Community Healing space
Every Friday evening, SE Network invites South Seattle residents to come together in community. By providing food, activities, and personal connection, SE Network creates safe, positive public spaces in the parking lots at the Safeway stores in Rainier Beach and Genesee—both sites of recent gun violence. Community Circles are an important part of the evening and give participants the opportunity to discuss the trauma the neighborhood has endured, share personal experiences, and process emotions. As a result, individuals and the community itself begin to heal, finding the support and strength, resources and relationships needed to move forward with resolve and optimism.

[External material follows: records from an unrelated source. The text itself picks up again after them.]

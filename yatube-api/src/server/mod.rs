use crate::server::{
    auth::{login_redirect, resolve_session},
    html::{Found, html_response},
    media::{MAX_IMAGE_BYTES, MediaStore},
    templates::{ErrorTemplate, ForbiddenTemplate, Layout, NotFoundTemplate},
};
use askama::Template;
use axum::{
    Router,
    extract::{
        DefaultBodyLimit, FromRef, Request, State,
        multipart::{MultipartError, MultipartRejection},
        rejection::{FormRejection, PathRejection, QueryRejection},
    },
    http::{StatusCode, Uri},
    middleware::{self, Next},
    response::{IntoResponse, Response},
};
use std::sync::Arc;
use thiserror::Error;
use time::Duration;
use tower_http::{services::ServeDir, trace::TraceLayer};
use tracing::{debug, error};
use yatube_common::{
    cache::PageCache,
    model::{
        Id,
        auth::{AuthTokenHashError, PasswordHashError},
        group::GroupSlug,
        post::PostMarker,
        user::Username,
    },
};
use yatube_db::client::{DbClient, DbError};

pub mod auth;
pub mod forms;
pub mod html;
pub mod media;
mod routes;
pub mod templates;
#[cfg(test)]
mod test_util;

/// Room for a maximum-size image plus the rest of the post form.
const MAX_REQUEST_BYTES: usize = MAX_IMAGE_BYTES + 1024 * 1024;

pub type ServerRouter = Router<ServerState>;

#[derive(Clone, Eq, PartialEq, Debug, Hash)]
pub struct SessionSettings {
    pub lifetime: Duration,
    pub secure_cookies: bool,
}

#[derive(Clone, Debug, FromRef)]
pub struct ServerState {
    pub db_client: Arc<DbClient>,
    pub page_cache: Arc<PageCache>,
    pub media: Arc<MediaStore>,
    pub sessions: Arc<SessionSettings>,
}

pub fn routes() -> ServerRouter {
    routes::routes().fallback(fallback)
}

pub fn app(state: ServerState) -> Router {
    let media_service = ServeDir::new(state.media.root());

    routes()
        .nest_service("/media", media_service)
        .layer(middleware::from_fn_with_state(state.clone(), error_pages_for_viewer))
        .layer(DefaultBodyLimit::max(MAX_REQUEST_BYTES))
        .layer(TraceLayer::new_for_http())
        .with_state(state)
}

/// Marks a response rendered from a [`ServerError`] with the anonymous layout.
#[derive(Copy, Clone, Eq, PartialEq, Debug, Hash)]
struct ErrorPage(StatusCode);

/// Re-renders error pages with the navigation of the logged-in viewer.
async fn error_pages_for_viewer(
    State(db): State<Arc<DbClient>>,
    request: Request,
    next: Next,
) -> Response {
    let headers = request.headers().clone();
    let mut response = next.run(request).await;

    let Some(ErrorPage(status)) = response.extensions_mut().remove::<ErrorPage>() else {
        return response;
    };

    match resolve_session(&headers, &db).await {
        Ok(Some(viewer)) => ServerError::page(status, Layout::for_user(&viewer)),
        Ok(None) => response,
        Err(err) => {
            error!(%err, "Viewer of error page could not be resolved");
            response
        }
    }
}

pub async fn fallback(request: Request) -> ServerError {
    ServerError::UnknownRoute(request.into_parts().0.uri)
}

pub type Result<T, E = ServerError> = std::result::Result<T, E>;

#[derive(Debug, Error)]
pub enum ServerError {
    #[error("Unknown route requested: {0}")]
    UnknownRoute(Uri),
    #[error("Path rejected: {0}")]
    PathRejection(#[from] PathRejection),
    #[error("Query string rejected: {0}")]
    QueryRejection(#[from] QueryRejection),
    #[error("Incoming form rejected: {0}")]
    FormRejection(#[from] FormRejection),
    #[error("Incoming multipart form rejected: {0}")]
    MultipartRejection(#[from] MultipartRejection),
    #[error("Reading multipart form failed: {0}")]
    Multipart(#[from] MultipartError),
    #[error("Login is required to access {next}")]
    LoginRequired { next: String },
    #[error("Only the author may do this")]
    Forbidden,
    #[error("Group with slug {0} was not found.")]
    GroupBySlugNotFound(GroupSlug),
    #[error("Post with id {0} was not found.")]
    PostByIdNotFound(Id<PostMarker>),
    #[error("User with username {0} was not found.")]
    UserByNameNotFound(Username),
    #[error("Template could not be rendered: {0}")]
    Template(#[from] askama::Error),
    #[error("Storing uploaded media failed: {0}")]
    Media(std::io::Error),
    #[error(transparent)]
    Database(#[from] DbError),
    #[error("The auth token could not be hashed: {0}")]
    AuthTokenHash(#[from] AuthTokenHashError),
    #[error(transparent)]
    PasswordHash(#[from] PasswordHashError),
}

impl ServerError {
    pub fn status(&self) -> StatusCode {
        match self {
            ServerError::UnknownRoute(_)
            | ServerError::PathRejection(_)
            | ServerError::GroupBySlugNotFound(_)
            | ServerError::PostByIdNotFound(_)
            | ServerError::UserByNameNotFound(_) => StatusCode::NOT_FOUND,
            ServerError::QueryRejection(rejection) => rejection.status(),
            ServerError::FormRejection(rejection) => rejection.status(),
            ServerError::MultipartRejection(rejection) => rejection.status(),
            ServerError::Multipart(err) => err.status(),
            ServerError::LoginRequired { .. } => StatusCode::FOUND,
            ServerError::Forbidden => StatusCode::FORBIDDEN,
            ServerError::Template(_)
            | ServerError::Media(_)
            | ServerError::Database(_)
            | ServerError::AuthTokenHash(_)
            | ServerError::PasswordHash(_) => StatusCode::INTERNAL_SERVER_ERROR,
        }
    }

    fn page(status: StatusCode, layout: Layout) -> Response {
        let rendered = match status {
            StatusCode::NOT_FOUND => NotFoundTemplate { layout }.render(),
            StatusCode::FORBIDDEN => ForbiddenTemplate { layout }.render(),
            _ => ErrorTemplate {
                layout,
                status: status.as_u16(),
                reason: status.canonical_reason().unwrap_or("Error").to_owned(),
            }
            .render(),
        };

        let mut response = match rendered {
            Ok(body) => html_response(body),
            Err(err) => {
                error!(%err, "Error page could not be rendered");
                status.canonical_reason().unwrap_or_default().into_response()
            }
        };
        *response.status_mut() = status;
        response
    }
}

impl IntoResponse for ServerError {
    fn into_response(self) -> Response {
        let status = self.status();

        if let ServerError::LoginRequired { next } = &self {
            debug!(%next, "Redirecting anonymous user to login");
            return Found(login_redirect(next)).into_response();
        }

        if status.is_server_error() {
            error!(error = %self, %status, "Replying with error");
        } else {
            debug!(error = %self, %status, "Replying with error");
        }

        let mut response = Self::page(status, Layout::anonymous());
        response.extensions_mut().insert(ErrorPage(status));
        response
    }
}
use crate::server::ServerRouter;
use axum::Router;
use serde::Deserialize;
use yatube_common::pagination::PageRequest;

mod auth;
pub mod posts;
pub mod users;

pub fn routes() -> ServerRouter {
    Router::new()
        .merge(posts::routes())
        .merge(users::routes())
        .merge(auth::routes())
}

/// The `page` query parameter of every listing.
#[derive(Clone, Eq, PartialEq, Debug, Default, Hash, Deserialize)]
struct PageQuery {
    page: Option<String>,
}

impl PageQuery {
    fn request(&self) -> PageRequest {
        PageRequest::parse(self.page.as_deref())
    }
}
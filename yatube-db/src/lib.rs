pub mod client;
mod record;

School-based Restorative justice
In partnership with Rainier Beach High School, SE Network holds Restorative Justice Circles at the school as an alternative form of discipline. Rather than face suspension—which often leads youth into the school-to-prison pipeline—youth participate in circles and have an opportunity to express themselves, resolve conflict, reflect, and heal.
Youth and young adult circles
Regular circle programs for youth and young adults are offered throughout the school year and summer, ensuring that youth always have an opportunity to share experiences, find support and build community. Whether facing difficult challenges or celebrating meaningful accomplishments, coming together in circle promotes empathy, resilience, and connection.
Parent Circles
In partnership with Fatherhood Accountability Movement (FAM), SE Network holds circles for parents, providing a safe space for them to express both the joys and challenges they are facing. As they share experiences, discover resources, and reflect on all that parenthood entails, they establish a network of support with others who understand exactly what they mean.